Foram dias de dedicação, debaixo de sol, de chuva, sempre batendo na porta, com esperança de que eu abrisse, mas me fazia de surda, desinteressada, como se todo aquele trabalho não tivesse importância alguma pra mim, escondendo minha admiração e felicidade por essa casa abandonada ter atraído a atenção de alguém. Logo, sem retorno, sem uma demonstração de gratidão ou uma pontinha de interesse da minha parte, ele foi cuidar do jardim da vizinha, então, me peguei enciumada, abandonada por uma pessoa que nunca aceitei em minha vida. Quis bisbilhotar, escancarei a janela, mas de lá minha visão ficava pela metade, então,  abri a porta, saí por alguns minutos, mas vê-lo cultivar em outro coração não me fez bem, por isso voltei rapidamente para meus aposentos, acabei deixando a porta meio aberta e isso lhe pareceu convidativo, e quando percebi, aquele misterioso jardineiro já estava aqui dentro. 

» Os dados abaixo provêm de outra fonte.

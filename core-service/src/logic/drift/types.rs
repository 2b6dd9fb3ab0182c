//! Drift Types
//!
//! Threshold table and findings.
//! No detection logic here, only data structures.

use serde::{Deserialize, Serialize};

use crate::error::RiskError;
use crate::logic::features::{feature_name, FEATURE_COUNT};

// ============================================================================
// BOUND DIRECTION
// ============================================================================

#[derive(Debug, Clone, Copy, PartialEq, Eq, Serialize, Deserialize)]
#[serde(rename_all = "lowercase")]
pub enum BoundDirection {
    /// Drifts when value > threshold
    Upper,
    /// Drifts when value < threshold
    Lower,
}

impl BoundDirection {
    pub fn as_str(&self) -> &'static str {
        match self {
            BoundDirection::Upper => "upper",
            BoundDirection::Lower => "lower",
        }
    }

    /// Strict comparison: a value equal to the threshold never violates.
    pub fn is_violated(&self, value: f64, threshold: f64) -> bool {
        match self {
            BoundDirection::Upper => value > threshold,
            BoundDirection::Lower => value < threshold,
        }
    }
}

// ============================================================================
// THRESHOLD TABLE
// ============================================================================

#[derive(Debug, Clone, PartialEq, Serialize, Deserialize)]
pub struct DriftThreshold {
    pub index: usize,
    pub feature: String,
    pub threshold: f64,
    pub bound: BoundDirection,
}

/// Per-feature engineering bounds, keyed by position in the layout.
///
/// Built once at startup and shared read-only afterwards; there is no
/// mutating API once `build()` returns.
#[derive(Debug, Clone, PartialEq)]
pub struct DriftThresholdTable {
    entries: [Option<DriftThreshold>; FEATURE_COUNT],
}

impl DriftThresholdTable {
    pub fn builder() -> DriftThresholdTableBuilder {
        DriftThresholdTableBuilder::default()
    }

    /// Configured entries in increasing feature index
    pub fn entries(&self) -> impl Iterator<Item = &DriftThreshold> {
        self.entries.iter().flatten()
    }

    pub fn get(&self, index: usize) -> Option<&DriftThreshold> {
        self.entries.get(index).and_then(Option::as_ref)
    }

    pub fn len(&self) -> usize {
        self.entries().count()
    }

    pub fn is_empty(&self) -> bool {
        self.len() == 0
    }
}

impl Default for DriftThresholdTable {
    /// Engineering bounds for the ESP layout. `peak1x` is left out as a
    /// weak indicator.
    fn default() -> Self {
        let mut entries: [Option<DriftThreshold>; FEATURE_COUNT] = Default::default();
        for (index, threshold, bound) in [
            (0, 0.003, BoundDirection::Upper),
            (1, 0.18, BoundDirection::Upper),
            (2, 0.002, BoundDirection::Upper),
            (4, 0.012, BoundDirection::Upper),
            (5, -0.001, BoundDirection::Lower),
            (6, -6.0, BoundDirection::Upper),
        ] {
            entries[index] = Some(DriftThreshold {
                index,
                feature: feature_name(index).unwrap_or("unknown").to_string(),
                threshold,
                bound,
            });
        }
        Self { entries }
    }
}

/// Serialized as the list of configured entries
impl Serialize for DriftThresholdTable {
    fn serialize<S: serde::Serializer>(&self, serializer: S) -> Result<S::Ok, S::Error> {
        serializer.collect_seq(self.entries())
    }
}

#[derive(Debug, Default)]
pub struct DriftThresholdTableBuilder {
    entries: Vec<(usize, f64, BoundDirection)>,
}

impl DriftThresholdTableBuilder {
    pub fn upper(mut self, index: usize, threshold: f64) -> Self {
        self.entries.push((index, threshold, BoundDirection::Upper));
        self
    }

    pub fn lower(mut self, index: usize, threshold: f64) -> Self {
        self.entries.push((index, threshold, BoundDirection::Lower));
        self
    }

    /// Later entries for the same index replace earlier ones.
    pub fn build(self) -> Result<DriftThresholdTable, RiskError> {
        let mut entries: [Option<DriftThreshold>; FEATURE_COUNT] = Default::default();
        for (index, threshold, bound) in self.entries {
            let feature = feature_name(index).ok_or(RiskError::InvalidThresholdIndex {
                index,
                count: FEATURE_COUNT,
            })?;
            entries[index] = Some(DriftThreshold {
                index,
                feature: feature.to_string(),
                threshold,
                bound,
            });
        }
        Ok(DriftThresholdTable { entries })
    }
}

// ============================================================================
// FINDING
// ============================================================================

/// One feature reading outside its configured bound
#[derive(Debug, Clone, PartialEq, Serialize, Deserialize)]
pub struct DriftFinding {
    pub index: usize,
    pub feature: String,
    pub value: f64,
    pub threshold: f64,
    pub bound: BoundDirection,
}

impl std::fmt::Display for DriftFinding {
    fn fmt(&self, f: &mut std::fmt::Formatter<'_>) -> std::fmt::Result {
        write!(f, "{} (value: {:.3})", self.feature, self.value)
    }
}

Senti vergonha da poeira que nunca tirei, do seu lado da cama que nunca arrumei, as manias que cultivamos ainda estão dentro de uma caixa junto do seu sorriso atraente, do seu olhar sincero, de seus beijos. Nossas musicas ainda  tocam no aparelho de som do quarto e sempre me pego cantarolando sem querer. Na televisão passa o vídeo de nossos melhores momentos, quando éramos parceiros, cúmplices, nele está nossas melhores risadas, nossos segredos. Os sonhos ainda estão dentro do guarda-roupa, há saudade espalhada por toda casa e boas lembranças penduradas nas paredes que continuam pintadas de amor, pois assim juramos que seria até o fim. Nos fundos tem um saco de lixo com promessas quebradas, mentiras gastas, algumas verdades que deixamos de usar ao longo do tempo e muitas discussões que nunca serviram para nada. No forno da cozinha ainda estou assando a magoa que ficou e atrás da porta está a vassoura do esquecimento pronta para uso, esperando apenas minha coragem. 

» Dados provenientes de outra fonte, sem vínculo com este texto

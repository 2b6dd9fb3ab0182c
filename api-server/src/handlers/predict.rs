//! Prediction handler

use axum::{extract::State, Json};
use validator::Validate;

use esp_risk_core::{Assessment, FeatureVector};

use crate::models::PredictRequest;
use crate::{AppError, AppResult, AppState};

/// Accepts ESP feature data and returns a risk assessment
pub async fn predict(
    State(state): State<AppState>,
    Json(req): Json<PredictRequest>,
) -> AppResult<Json<Assessment>> {
    if req.validate().is_err() {
        return Err(AppError::ValidationError(req.count_error()));
    }
    let features = FeatureVector::try_from(req.features.as_slice())?;

    // Inference holds the session lock; keep it off the async workers
    let classifier = state.classifier.clone();
    let probabilities = tokio::task::spawn_blocking(move || classifier.predict_proba(&features))
        .await
        .map_err(|e| AppError::InternalError(format!("Inference task failed: {}", e)))??;

    let assessment = state.engine.assess(&features, &probabilities)?;

    tracing::info!(
        alert_level = %assessment.tier,
        normal = probabilities.normal(),
        "ESP assessed"
    );

    Ok(Json(assessment))
}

Sabe meu querido, esse forasteiro que plantou em mim a vontadade de viver novamente quer me ajudar a colocar as coisas em ordem, pra me agradar antes de sair me deu uma caixinha cheia de borboletas e por um descuido meu, elas bateram asas e saíram pela janela, tenho a sensação de que foram parar bem no meio da minha barriga, pois a cada vez que me lembro dele, elas se agitam e sinto um ventinho frio, o mesmo que senti quando vi você pela primeira vez.
Amor,  só quero comunicar que aquela chave escrita eu te amo que te dei já não abre mais nossa porta, ainda não tinha trocado a fechadura, pois aguardava ansiosamente que voltasse. Mas enquanto pensava estar invisível, imperceptível, fui encontrada por esse homem cativante, que roubou minha atenção, e agora as janelas e portas desse coração abandonado estão abertas pra ele entrar. Pela primeira vez, estou desejando um novo inquilino para me fazer companhia. Ele disse que volta amanhã, e eu estou esperando.